EXERCISE DIRECTIONS
The lines from the start of the data through the line containing "report it as" are to be reproduced exactly, both ends included.

======== DATA TO EXAMINE ========

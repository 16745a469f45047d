//! Implementations of VM placement algorithms.

pub mod best_fit;
pub mod first_fit;
pub mod marginal_value;
pub mod rack_joint_value;
pub mod rack_split_value;
pub mod worst_fit;
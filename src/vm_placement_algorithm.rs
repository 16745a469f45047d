//! VM placement algorithm interface.

use serde::Serialize;
use thiserror::Error;

use crate::common::{Allocation, ResourcePoint};
use crate::config::parse_config_value;
use crate::resource_pool::ResourcePoolState;
use crate::vm_placement_algorithms::best_fit::BestFit;
use crate::vm_placement_algorithms::first_fit::FirstFit;
use crate::vm_placement_algorithms::worst_fit::WorstFit;

/// Outcome of a successful placement decision.
///
/// `bandwidth_unit` is set by rack-aware algorithms that bind the VM to a
/// specific bandwidth unit of the chosen host's rack; the caller owning the
/// VM record is expected to store it alongside the VM.
#[derive(Clone, Copy, Debug, PartialEq, Serialize)]
pub struct PlacementDecision {
    pub host_id: u32,
    pub bandwidth_unit: Option<usize>,
}

impl PlacementDecision {
    pub fn on_host(host_id: u32) -> Self {
        Self {
            host_id,
            bandwidth_unit: None,
        }
    }

    pub fn on_host_unit(host_id: u32, bandwidth_unit: usize) -> Self {
        Self {
            host_id,
            bandwidth_unit: Some(bandwidth_unit),
        }
    }
}

/// Fatal conditions encountered while deciding a placement.
///
/// An infeasible placement is not an error: algorithms report it as
/// `Ok(None)` and the external scheduler decides whether to requeue or
/// reject the VM.
#[derive(Error, Debug, Clone, PartialEq)]
pub enum PlacementError {
    /// A post-placement free fraction went negative on a host that passed
    /// the suitability check, so the coarse check and the exact demand
    /// disagree about the host's capacity.
    #[error("post-placement {resource} fraction {fraction} on host #{host_id} is negative")]
    InconsistentSnapshot {
        host_id: u32,
        resource: &'static str,
        fraction: f64,
    },
    /// The valuation function returned NaN or an infinity. The engine cannot
    /// rank candidates with a misbehaving valuation oracle.
    #[error("valuation function returned a non-finite value: {value}")]
    NonFiniteValuation { value: f64 },
}

/// Checks the valuation oracle's output before it is used for ranking.
pub(crate) fn ensure_finite(value: f64) -> Result<f64, PlacementError> {
    if value.is_finite() {
        Ok(value)
    } else {
        Err(PlacementError::NonFiniteValuation { value })
    }
}

/// Rejects post-placement points with negative coordinates: the suitability
/// check passed, so a negative free fraction means the snapshot and the
/// exact demand disagree.
pub(crate) fn check_after_point(host_id: u32, point: ResourcePoint) -> Result<(), PlacementError> {
    if point.cpu < 0. {
        return Err(PlacementError::InconsistentSnapshot {
            host_id,
            resource: "CPU",
            fraction: point.cpu,
        });
    }
    if point.memory < 0. {
        return Err(PlacementError::InconsistentSnapshot {
            host_id,
            resource: "memory",
            fraction: point.memory,
        });
    }
    Ok(())
}

/// Trait for implementation of VM placement algorithms.
///
/// The algorithm is defined as a function of VM allocation request and
/// current resource pool state, which returns the placement selected for the
/// VM or `None` if there is no suitable host. The pool state is read-only
/// during the decision; applying the decision via
/// [`ResourcePoolState::allocate`] is the caller's responsibility.
///
/// It is possible to implement arbitrary placement algorithm and use it in
/// an external scheduler.
pub trait VmPlacementAlgorithm {
    fn select_host(
        &self,
        alloc: &Allocation,
        pool_state: &ResourcePoolState,
    ) -> Result<Option<PlacementDecision>, PlacementError>;
}

/// Resolves valuation-free algorithms from a config string such as
/// `"FirstFit"`. Valuation-driven algorithms carry caller-supplied function
/// capabilities and are constructed programmatically instead.
pub fn placement_algorithm_resolver(config_str: String) -> Box<dyn VmPlacementAlgorithm> {
    let (algorithm_name, _options) = parse_config_value(&config_str);
    match algorithm_name.as_str() {
        "FirstFit" => Box::new(FirstFit::new()),
        "BestFit" => Box::new(BestFit::new()),
        "WorstFit" => Box::new(WorstFit::new()),
        _ => panic!("Can't resolve: {}", config_str),
    }
}

#[cfg(test)]
mod tests {
    use super::*;

    #[test]
    fn negative_cpu_fraction_is_reported() {
        let result = check_after_point(7, ResourcePoint::new(-0.125, 0.5));
        assert_eq!(
            result,
            Err(PlacementError::InconsistentSnapshot {
                host_id: 7,
                resource: "CPU",
                fraction: -0.125,
            })
        );
    }

    #[test]
    fn negative_memory_fraction_is_reported() {
        let result = check_after_point(3, ResourcePoint::new(0.5, -0.25));
        assert_eq!(
            result,
            Err(PlacementError::InconsistentSnapshot {
                host_id: 3,
                resource: "memory",
                fraction: -0.25,
            })
        );
    }

    #[test]
    fn zero_and_positive_fractions_pass() {
        assert_eq!(check_after_point(1, ResourcePoint::new(0., 0.)), Ok(()));
        assert_eq!(check_after_point(1, ResourcePoint::new(0.5, 0.25)), Ok(()));
    }
}
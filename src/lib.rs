#![doc = include_str!("../readme.md")]

pub mod common;
pub mod config;
pub mod resource_pool;
pub mod valuation;
pub mod valuations;
pub mod vm_placement_algorithm;
pub mod vm_placement_algorithms;
pub mod vm_types;
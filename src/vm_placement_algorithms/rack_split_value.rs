//! Split rack valuation algorithm.

use std::cell::RefCell;

use crate::common::{Allocation, AllocationVerdict, ResourcePoint};
use crate::resource_pool::ResourcePoolState;
use crate::valuation::{UnitValuation, ValuationCache};
use crate::vm_placement_algorithm::{check_after_point, ensure_finite};
use crate::vm_placement_algorithm::{PlacementDecision, PlacementError, VmPlacementAlgorithm};

/// Alternate formulation of rack-aware placement with two independent
/// valuations instead of one joint whole-rack function.
///
/// Per suitable host, the bandwidth unit maximizing the local unit-valuation
/// delta is chosen first; the node-valuation delta for the host's own
/// before/after points is then added, and the (host, unit) pair with the
/// maximum combined delta wins. Ties keep the earliest candidate. Both
/// valuations are memoized with composite (point, bandwidth point) keys.
///
/// Not the default: [`RackJointValueFit`] values rack state jointly and uses
/// the opposite sign convention, and the two are not equivalent.
///
/// [`RackJointValueFit`]: crate::vm_placement_algorithms::rack_joint_value::RackJointValueFit
pub struct RackSplitValueFit {
    node_valuation: Box<dyn UnitValuation>,
    unit_valuation: Box<dyn UnitValuation>,
    node_cache: RefCell<ValuationCache>,
    unit_cache: RefCell<ValuationCache>,
}

impl RackSplitValueFit {
    pub fn new(node_valuation: Box<dyn UnitValuation>, unit_valuation: Box<dyn UnitValuation>) -> Self {
        Self {
            node_valuation,
            unit_valuation,
            node_cache: RefCell::new(ValuationCache::new()),
            unit_cache: RefCell::new(ValuationCache::new()),
        }
    }
}

impl VmPlacementAlgorithm for RackSplitValueFit {
    fn select_host(
        &self,
        alloc: &Allocation,
        pool_state: &ResourcePoolState,
    ) -> Result<Option<PlacementDecision>, PlacementError> {
        let mut result: Option<(u32, usize)> = None;
        let mut max_delta = f64::NEG_INFINITY;
        let mut node_cache = self.node_cache.borrow_mut();
        let mut unit_cache = self.unit_cache.borrow_mut();

        for host in pool_state.get_hosts_list() {
            if pool_state.can_allocate(alloc, host) != AllocationVerdict::Success {
                continue;
            }
            let rack_id = pool_state.get_host_rack(host);
            let before = pool_state.get_resource_point(host);
            let after = ResourcePoint::new(
                before.cpu - alloc.cpu_usage as f64 / pool_state.get_total_cpu(host) as f64,
                before.memory - alloc.memory_usage as f64 / pool_state.get_total_memory(host) as f64,
            );
            check_after_point(host, after)?;

            // Best unit by the local bandwidth delta.
            let mut best_unit: Option<usize> = None;
            let mut best_unit_delta = f64::NEG_INFINITY;
            let mut band_before_final = 0.;
            let mut band_after_final = 0.;
            let units = pool_state.get_rack_bandwidth_points(rack_id);
            for (i, &band_before) in units.iter().enumerate() {
                let band_after = band_before
                    - alloc.bandwidth_usage as f64 / pool_state.get_unit_total_bandwidth(rack_id, i) as f64;
                if band_after < 0. {
                    continue;
                }
                let unit_value_before =
                    ensure_finite(unit_cache.unit_value(&*self.unit_valuation, before, band_before))?;
                let unit_value_after = ensure_finite(unit_cache.unit_value(&*self.unit_valuation, after, band_after))?;
                let unit_delta = unit_value_after - unit_value_before;
                if unit_delta > best_unit_delta {
                    best_unit = Some(i);
                    best_unit_delta = unit_delta;
                    band_before_final = band_before;
                    band_after_final = band_after;
                }
            }
            let unit = match best_unit {
                Some(unit) => unit,
                None => {
                    log::warn!("vm #{}: no feasible bandwidth unit on suitable host #{}", alloc.id, host);
                    continue;
                }
            };

            let node_value_before =
                ensure_finite(node_cache.unit_value(&*self.node_valuation, before, band_before_final))?;
            let node_value_after =
                ensure_finite(node_cache.unit_value(&*self.node_valuation, after, band_after_final))?;
            let delta = node_value_after - node_value_before + best_unit_delta;
            log::trace!("vm #{}: host #{} unit {} delta {}", alloc.id, host, unit, delta);
            if delta > max_delta {
                max_delta = delta;
                result = Some((host, unit));
            }
        }
        Ok(result.map(|(host, unit)| PlacementDecision::on_host_unit(host, unit)))
    }
}
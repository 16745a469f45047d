//! Table of known VM types used by the type-packing valuations.

use serde::{Deserialize, Serialize};

/// One known VM type. Demands are expressed as fractions: CPU and memory as
/// fractions of host capacity, bandwidth as a fraction of one bandwidth
/// unit's capacity.
#[derive(Clone, Debug, Serialize, Deserialize)]
pub struct VmType {
    pub name: String,
    pub cpu: f64,
    pub memory: f64,
    #[serde(default)]
    pub bandwidth: f64,
    /// Observed instance count of this type in the workload. Types with zero
    /// count do not contribute to valuations.
    #[serde(default)]
    pub count: u32,
}

fn default_weight() -> f64 {
    1.
}

/// Explicit configuration object for the type-packing valuation family:
/// the known VM types plus the dimension weights used to value one instance
/// of a type.
#[derive(Clone, Debug, Serialize, Deserialize)]
pub struct VmTypeTable {
    pub types: Vec<VmType>,
    #[serde(default = "default_weight")]
    pub cpu_weight: f64,
    #[serde(default = "default_weight")]
    pub memory_weight: f64,
    #[serde(default = "default_weight")]
    pub bandwidth_weight: f64,
}

impl VmTypeTable {
    pub fn new(types: Vec<VmType>) -> Self {
        Self {
            types,
            cpu_weight: 1.,
            memory_weight: 1.,
            bandwidth_weight: 1.,
        }
    }

    /// Loads the table from a YAML file.
    pub fn from_file(file_name: &str) -> Self {
        serde_yaml::from_str(
            &std::fs::read_to_string(file_name).unwrap_or_else(|_| panic!("Can't read file {}", file_name)),
        )
        .unwrap_or_else(|_| panic!("Can't parse YAML from file {}", file_name))
    }

    /// Weighted value of one instance of the type.
    pub fn type_value(&self, vm_type: &VmType) -> f64 {
        vm_type.cpu * self.cpu_weight + vm_type.memory * self.memory_weight + vm_type.bandwidth * self.bandwidth_weight
    }

    /// Types that contribute to valuations: observed at least once and with
    /// positive CPU and memory demand.
    pub fn active_types(&self) -> impl Iterator<Item = &VmType> {
        self.types
            .iter()
            .filter(|t| t.count > 0 && t.cpu > 0. && t.memory > 0.)
    }
}
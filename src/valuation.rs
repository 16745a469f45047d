//! Pluggable valuation functions and memoization of their results.

use std::collections::HashMap;

use dyn_clone::{clone_trait_object, DynClone};

use crate::common::{BandwidthPoint, ResourcePoint};

/// Scalar valuation of a single host's free-capacity point.
///
/// Implementations must be pure: deterministic for identical inputs, no side
/// effects, and finite for any point with nonnegative coordinates. Behavior
/// on negative coordinates (overcommit) is implementation-defined and not
/// validated here.
pub trait NodeValuation: DynClone {
    fn value(&self, point: ResourcePoint) -> f64;
}

clone_trait_object!(NodeValuation);

impl<F> NodeValuation for F
where
    F: Fn(ResourcePoint) -> f64 + Clone,
{
    fn value(&self, point: ResourcePoint) -> f64 {
        self(point)
    }
}

/// Scalar valuation of a (host point, bandwidth unit point) pair.
///
/// Used for the per-unit sub-valuations of the rack strategies. Same purity
/// requirements as [`NodeValuation`].
pub trait UnitValuation: DynClone {
    fn value(&self, point: ResourcePoint, unit: BandwidthPoint) -> f64;
}

clone_trait_object!(UnitValuation);

impl<F> UnitValuation for F
where
    F: Fn(ResourcePoint, BandwidthPoint) -> f64 + Clone,
{
    fn value(&self, point: ResourcePoint, unit: BandwidthPoint) -> f64 {
        self(point, unit)
    }
}

/// Joint scalar valuation of a whole rack: the free-capacity points of all
/// its hosts and the free fractions of all its bandwidth units.
///
/// Same purity requirements as [`NodeValuation`].
pub trait RackValuation: DynClone {
    fn value(&self, nodes: &[ResourcePoint], units: &[BandwidthPoint]) -> f64;
}

clone_trait_object!(RackValuation);

impl<F> RackValuation for F
where
    F: Fn(&[ResourcePoint], &[BandwidthPoint]) -> f64 + Clone,
{
    fn value(&self, nodes: &[ResourcePoint], units: &[BandwidthPoint]) -> f64 {
        self(nodes, units)
    }
}

/// Memoizes valuation results for the lifetime of one placement algorithm
/// instance.
///
/// Keys are exact bit patterns of the point coordinates: a hit requires a
/// bit-for-bit match, there is no tolerance. Since valuations are pure and
/// the key includes every input they depend on, entries are never
/// invalidated; the cache grows monotonically with the number of distinct
/// occupancy points actually visited.
#[derive(Clone, Default)]
pub struct ValuationCache {
    node_values: HashMap<(u64, u64), f64>,
    unit_values: HashMap<(u64, u64, u64), f64>,
}

impl ValuationCache {
    pub fn new() -> Self {
        Default::default()
    }

    /// Returns the cached valuation of the point, invoking the valuation
    /// function on a miss.
    pub fn node_value(&mut self, valuation: &dyn NodeValuation, point: ResourcePoint) -> f64 {
        *self
            .node_values
            .entry(point.bits())
            .or_insert_with(|| valuation.value(point))
    }

    /// Returns the cached valuation of the (point, unit) pair, invoking the
    /// valuation function on a miss.
    pub fn unit_value(&mut self, valuation: &dyn UnitValuation, point: ResourcePoint, unit: BandwidthPoint) -> f64 {
        let (cpu_bits, memory_bits) = point.bits();
        *self
            .unit_values
            .entry((cpu_bits, memory_bits, unit.to_bits()))
            .or_insert_with(|| valuation.value(point, unit))
    }

    /// Returns the number of stored entries.
    pub fn len(&self) -> usize {
        self.node_values.len() + self.unit_values.len()
    }

    pub fn is_empty(&self) -> bool {
        self.node_values.is_empty() && self.unit_values.is_empty()
    }
}
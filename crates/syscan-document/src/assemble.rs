// SPDX-License-Identifier: PMPL-1.0-or-later
// Copyright (c) 2026 Jonathan D.A. Jewell (hyperpolymath) <jonathan.jewell@open.ac.uk>
//
// Document assembly — turn an ordered list of stored page images into one
// paginated PDF and persist it atomically.
//
// Per page: decode, normalise to RGB, aspect-fit onto the paper, re-encode as
// JPEG into a uniquely named scratch file, embed, and delete the scratch file.
// The scratch file is owned by a guard, so it is removed on every exit path,
// including a failure on a later page.

use std::path::{Path, PathBuf};

use chrono::{DateTime, Local};
use syscan_core::error::SyscanError;
use syscan_core::{PaperSize, ScanConfig};
use tracing::{debug, info, instrument, warn};
use uuid::Uuid;

use crate::image::processor::ImageProcessor;
use crate::pdf::layout::fit_to_page;
use crate::pdf::writer::PdfWriter;

/// Builds scan documents from page images.
#[derive(Debug, Clone)]
pub struct DocumentAssembler {
    paper_size: PaperSize,
    /// JPEG quality of embedded page images (1-100).
    jpeg_quality: u8,
    title: Option<String>,
}

impl DocumentAssembler {
    pub fn new(paper_size: PaperSize, jpeg_quality: u8) -> Self {
        Self {
            paper_size,
            jpeg_quality: jpeg_quality.clamp(1, 100),
            title: None,
        }
    }

    pub fn from_config(config: &ScanConfig) -> Self {
        Self::new(config.paper_size, config.effective_jpeg_quality())
    }

    /// Set a title for the PDF metadata.
    pub fn set_title(&mut self, title: impl Into<String>) {
        self.title = Some(title.into());
    }

    /// Build the document in memory, one page per entry of `pages`, in the
    /// given order. Scratch JPEGs are written to `scratch_dir`.
    ///
    /// Every failure is reported as [`SyscanError::Assembly`]; `pages` are
    /// never modified.
    #[instrument(skip_all, fields(pages = pages.len(), scratch = %scratch_dir.display()))]
    pub fn assemble(&self, pages: &[PathBuf], scratch_dir: &Path) -> Result<Vec<u8>, SyscanError> {
        let mut writer = PdfWriter::new(self.paper_size);
        if let Some(title) = &self.title {
            writer.set_title(title.clone());
        }

        for path in pages {
            self.append_page(&mut writer, path, scratch_dir)
                .map_err(|err| match err {
                    SyscanError::Assembly(_) => err,
                    other => SyscanError::Assembly(format!("{}: {}", path.display(), other)),
                })?;
        }

        let bytes = writer
            .finish()
            .map_err(|err| SyscanError::Assembly(err.to_string()))?;
        info!(pages = pages.len(), bytes = bytes.len(), "Document assembled");
        Ok(bytes)
    }

    fn append_page(
        &self,
        writer: &mut PdfWriter,
        path: &Path,
        scratch_dir: &Path,
    ) -> Result<(), SyscanError> {
        let page = ImageProcessor::open(path)?.normalize();
        let (width, height) = (page.width(), page.height());
        let placement = fit_to_page(width, height, self.paper_size)?;

        let scratch = ScratchFile::write(scratch_dir, &page.to_jpeg_bytes(self.jpeg_quality)?)?;
        let jpeg = std::fs::read(scratch.path())?;
        writer.add_jpeg_page(&jpeg, width, height, &placement)?;

        debug!(
            page = writer.page_count(),
            width,
            height,
            scale = placement.scale,
            "Page appended"
        );
        Ok(())
    }

    /// Write `bytes` to `<output_dir>/scan_<YYYYMMDD_HHMMSS>.pdf`.
    ///
    /// The bytes go to a hidden `.part` sibling first and are renamed into
    /// place, so the final path never holds a partial document. If the name
    /// is taken, `_2`, `_3`, ... is appended.
    #[instrument(skip(self, bytes), fields(bytes_len = bytes.len(), dir = %output_dir.display()))]
    pub fn persist(
        &self,
        bytes: &[u8],
        output_dir: &Path,
        created_at: &DateTime<Local>,
    ) -> Result<PathBuf, SyscanError> {
        let path = unique_output_path(output_dir, created_at);
        let file_name = path
            .file_name()
            .map(|name| name.to_string_lossy().into_owned())
            .unwrap_or_default();
        let part = output_dir.join(format!(".{file_name}.part"));

        let written = std::fs::write(&part, bytes).and_then(|()| std::fs::rename(&part, &path));
        if let Err(err) = written {
            let _ = std::fs::remove_file(&part);
            return Err(SyscanError::Assembly(format!(
                "failed to write {}: {}",
                path.display(),
                err
            )));
        }

        info!(path = %path.display(), "Document persisted");
        Ok(path)
    }
}

/// `scan_<YYYYMMDD_HHMMSS>.pdf` for `created_at`.
pub fn document_file_name(created_at: &DateTime<Local>) -> String {
    format!("scan_{}.pdf", created_at.format("%Y%m%d_%H%M%S"))
}

fn unique_output_path(output_dir: &Path, created_at: &DateTime<Local>) -> PathBuf {
    let candidate = output_dir.join(document_file_name(created_at));
    if !candidate.exists() {
        return candidate;
    }
    let stem = format!("scan_{}", created_at.format("%Y%m%d_%H%M%S"));
    (2u32..)
        .map(|n| output_dir.join(format!("{stem}_{n}.pdf")))
        .find(|path| !path.exists())
        .unwrap_or(candidate)
}

// -- Scratch files ------------------------------------------------------------

/// A uniquely named lossy intermediate that is deleted when dropped.
struct ScratchFile {
    path: PathBuf,
}

impl ScratchFile {
    fn write(dir: &Path, bytes: &[u8]) -> Result<Self, SyscanError> {
        let guard = Self {
            path: dir.join(format!("tmp_{}.jpg", Uuid::new_v4().simple())),
        };
        std::fs::write(&guard.path, bytes)?;
        Ok(guard)
    }

    fn path(&self) -> &Path {
        &self.path
    }
}

impl Drop for ScratchFile {
    fn drop(&mut self) {
        match std::fs::remove_file(&self.path) {
            Ok(()) => debug!(path = %self.path.display(), "Scratch file removed"),
            Err(err) if err.kind() == std::io::ErrorKind::NotFound => {}
            Err(err) => warn!(path = %self.path.display(), %err, "Scratch file left behind"),
        }
    }
}
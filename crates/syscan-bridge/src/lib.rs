// SPDX-License-Identifier: PMPL-1.0-or-later
// Copyright (c) 2026 Jonathan D.A. Jewell (hyperpolymath) <jonathan.jewell@open.ac.uk>

//! SyScan — imaging subsystem abstractions.
//!
//! Defines the traits the capture pipeline consumes and picks a backend for
//! the running configuration.

pub mod folder;
pub mod stub;
pub mod traits;

#[cfg(windows)]
pub mod wia;

pub use traits::{ImagingSubsystem, ScanItem, ScannerConnection};

use syscan_core::ScanConfig;

/// Select the imaging backend for `config`.
///
/// RETURNS: the image-folder backend when `image_source_dir` is set,
/// otherwise the platform's native scanner stack (WIA on Windows). Where
/// there is none, or it cannot be started, the stub, which reports no
/// attached devices.
pub fn platform_bridge(config: &ScanConfig) -> Box<dyn ImagingSubsystem> {
    if let Some(dir) = &config.image_source_dir {
        tracing::info!(source = %dir.display(), "using image-folder scanner backend");
        return Box::new(folder::FolderBridge::new(dir.clone()));
    }
    native_bridge()
}

#[cfg(windows)]
fn native_bridge() -> Box<dyn ImagingSubsystem> {
    match wia::WiaBridge::new() {
        Ok(bridge) => Box::new(bridge),
        Err(err) => {
            tracing::warn!(error = %err, "WIA unavailable; no scanners will be listed");
            Box::new(stub::StubBridge)
        }
    }
}

#[cfg(not(windows))]
fn native_bridge() -> Box<dyn ImagingSubsystem> {
    // No native scanner stack is wired up outside Windows.
    Box::new(stub::StubBridge)
}

#[cfg(test)]
mod tests {
    use super::*;

    #[test]
    fn image_source_dir_selects_folder_backend() {
        let tmp = tempfile::tempdir().unwrap();
        let config = ScanConfig {
            image_source_dir: Some(tmp.path().to_path_buf()),
            ..ScanConfig::default()
        };
        assert_eq!(platform_bridge(&config).platform_name(), "Image folder");
    }

    #[cfg(windows)]
    #[test]
    fn windows_defaults_to_wia() {
        let name = platform_bridge(&ScanConfig::default()).platform_name().to_owned();
        // The stub only appears when the WIA service cannot be reached.
        assert!(name == "Windows Image Acquisition" || name == "Desktop (stub)", "{name}");
    }

    #[cfg(not(windows))]
    #[test]
    fn other_platforms_default_to_stub() {
        let bridge = platform_bridge(&ScanConfig::default());
        assert_eq!(bridge.platform_name(), "Desktop (stub)");
        assert!(bridge.enumerate().unwrap().is_empty());
    }
}
// SPDX-License-Identifier: PMPL-1.0-or-later
// Copyright (c) 2026 Jonathan D.A. Jewell (hyperpolymath) <jonathan.jewell@open.ac.uk>
//
// syscan-capture — Device registry, page store and capture session.
//
// `ScanService` is the command interface an interaction driver uses:
// list devices, start a session, capture pages, continue or finalize.

pub mod registry;
pub mod service;
pub mod session;
pub mod store;

#[cfg(test)]
mod mock;

pub use registry::DeviceRegistry;
pub use service::ScanService;
pub use session::CaptureSession;
pub use store::PageStore;
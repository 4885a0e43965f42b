// SPDX-License-Identifier: PMPL-1.0-or-later
// Copyright (c) 2026 Jonathan D.A. Jewell (hyperpolymath) <jonathan.jewell@open.ac.uk>
//
// Human-readable error messages for the person standing at the scanner.
//
// Every technical error is mapped to plain English with a clear suggestion.
// Severity drives how the interaction driver presents it.

use crate::error::SyscanError;

/// Severity of an error from the operator's perspective.
#[derive(Debug, Clone, Copy, PartialEq, Eq)]
pub enum Severity {
    /// Glitch on the cable or in the driver; trying again usually works.
    Transient,
    /// The operator must do something first (pick a scanner, power it on).
    ActionRequired,
    /// Retrying will not help.
    Permanent,
}

/// A human-readable error with plain English message and actionable suggestion.
#[derive(Debug, Clone)]
pub struct HumanError {
    /// Plain English summary (shown as a heading).
    pub message: String,
    /// What the operator should try (shown as body text).
    pub suggestion: String,
    /// Whether retrying the same operation makes sense.
    pub retriable: bool,
    pub severity: Severity,
}

/// Convert a `SyscanError` into a `HumanError`.
pub fn humanize_error(err: &SyscanError) -> HumanError {
    match err {
        SyscanError::NoDeviceSelected => HumanError {
            message: "No scanner selected.".into(),
            suggestion: "Choose a scanner from the list, then try again.".into(),
            retriable: false,
            severity: Severity::ActionRequired,
        },

        SyscanError::DeviceNotFound(name) => HumanError {
            message: "The scanner is no longer available.".into(),
            suggestion: format!(
                "Check that \"{name}\" is switched on and its cable is plugged in, then search for scanners again."
            ),
            retriable: true,
            severity: Severity::ActionRequired,
        },

        SyscanError::DeviceConnection(detail) => humanize_connection_error(detail),

        SyscanError::Capture { page, .. } => HumanError {
            message: format!("Page {page} could not be scanned."),
            suggestion: "Make sure the page is on the glass and the lid is closed, then scan the same page again.".into(),
            retriable: true,
            severity: Severity::Transient,
        },

        SyscanError::InvalidState { .. } => HumanError {
            message: "That step can't be done right now.".into(),
            suggestion: "Finish or restart the current scan first.".into(),
            retriable: false,
            severity: Severity::Permanent,
        },

        SyscanError::Assembly(_) | SyscanError::PdfError(_) => HumanError {
            message: "The PDF could not be created.".into(),
            suggestion: "Your scanned pages are still saved. Check there is free disk space and try finishing again.".into(),
            retriable: true,
            severity: Severity::Transient,
        },

        SyscanError::ImageError(_) => HumanError {
            message: "A scanned page could not be read.".into(),
            suggestion: "The image may be damaged. Try scanning that page again.".into(),
            retriable: true,
            severity: Severity::Transient,
        },

        SyscanError::Io(io_err) => {
            if io_err.kind() == std::io::ErrorKind::PermissionDenied {
                HumanError {
                    message: "The app doesn't have permission to save here.".into(),
                    suggestion: "Check the folder permissions or choose another output folder in the settings.".into(),
                    retriable: false,
                    severity: Severity::ActionRequired,
                }
            } else {
                HumanError {
                    message: "There was a problem reading or writing a file.".into(),
                    suggestion: "Try again. If this keeps happening, your disk may be full.".into(),
                    retriable: true,
                    severity: Severity::Transient,
                }
            }
        }

        SyscanError::Serialization(_) => HumanError {
            message: "The settings file could not be read.".into(),
            suggestion: "Default settings are being used. Delete the settings file to reset it.".into(),
            retriable: false,
            severity: Severity::Permanent,
        },

        SyscanError::Bridge(_) => HumanError {
            message: "The scanner driver reported a problem.".into(),
            suggestion: "Try again. If this keeps happening, restart the scanner.".into(),
            retriable: true,
            severity: Severity::Transient,
        },

        SyscanError::PlatformUnavailable => HumanError {
            message: "Scanning isn't available on this computer.".into(),
            suggestion: "No supported imaging system was found.".into(),
            retriable: false,
            severity: Severity::Permanent,
        },
    }
}

/// Parse driver-level connection failures into human-readable messages.
fn humanize_connection_error(detail: &str) -> HumanError {
    let lower = detail.to_ascii_lowercase();

    if lower.contains("busy") || lower.contains("in use") {
        HumanError {
            message: "The scanner is busy.".into(),
            suggestion: "Wait for the other program to finish with the scanner, then try again.".into(),
            retriable: true,
            severity: Severity::Transient,
        }
    } else if lower.contains("offline") || lower.contains("power") {
        HumanError {
            message: "The scanner appears to be turned off.".into(),
            suggestion: "Switch the scanner on, wait until it is ready, then try again.".into(),
            retriable: true,
            severity: Severity::ActionRequired,
        }
    } else {
        HumanError {
            message: "We couldn't talk to the scanner.".into(),
            suggestion: format!("Check the cable and try again. (Detail: {detail})"),
            retriable: true,
            severity: Severity::Transient,
        }
    }
}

========

WORKED SOLUTION
repository 16745a469f45047d
//! Implementations of VM placement algorithms.

pub mod best_fit;
pub mod first_fit;
pub mod marginal_value;
pub mod rack_joint_value;
pub mod rack_split_value;
pub mod worst_fit;
filename src/vm_placement_algorithm.rs
repository 16745a469f45047d
//! VM placement algorithm interface.

use serde::Serialize;
use thiserror::Error;

use crate::common::{Allocation, ResourcePoint};
use crate::config::parse_config_value;
use crate::resource_pool::ResourcePoolState;
use crate::vm_placement_algorithms::best_fit::BestFit;
use crate::vm_placement_algorithms::first_fit::FirstFit;
use crate::vm_placement_algorithms::worst_fit::WorstFit;

/// Outcome of a successful placement decision.
///
/// `bandwidth_unit` is set by rack-aware algorithms that bind the VM to a
/// specific bandwidth unit of the chosen host's rack; the caller owning the
/// VM record is expected to store it alongside the VM.
#[derive(Clone, Copy, Debug, PartialEq, Serialize)]
pub struct PlacementDecision {
    pub host_id: u32,
    pub bandwidth_unit: Option<usize>,
}

impl PlacementDecision {
    pub fn on_host(host_id: u32) -> Self {
        Self {
            host_id,
            bandwidth_unit: None,
        }
    }

    pub fn on_host_unit(host_id: u32, bandwidth_unit: usize) -> Self {
        Self {
            host_id,
            bandwidth_unit: Some(bandwidth_unit),
        }
    }
}

/// Fatal conditions encountered while deciding a placement.
///
/// An infeasible placement is not an error: algorithms report it as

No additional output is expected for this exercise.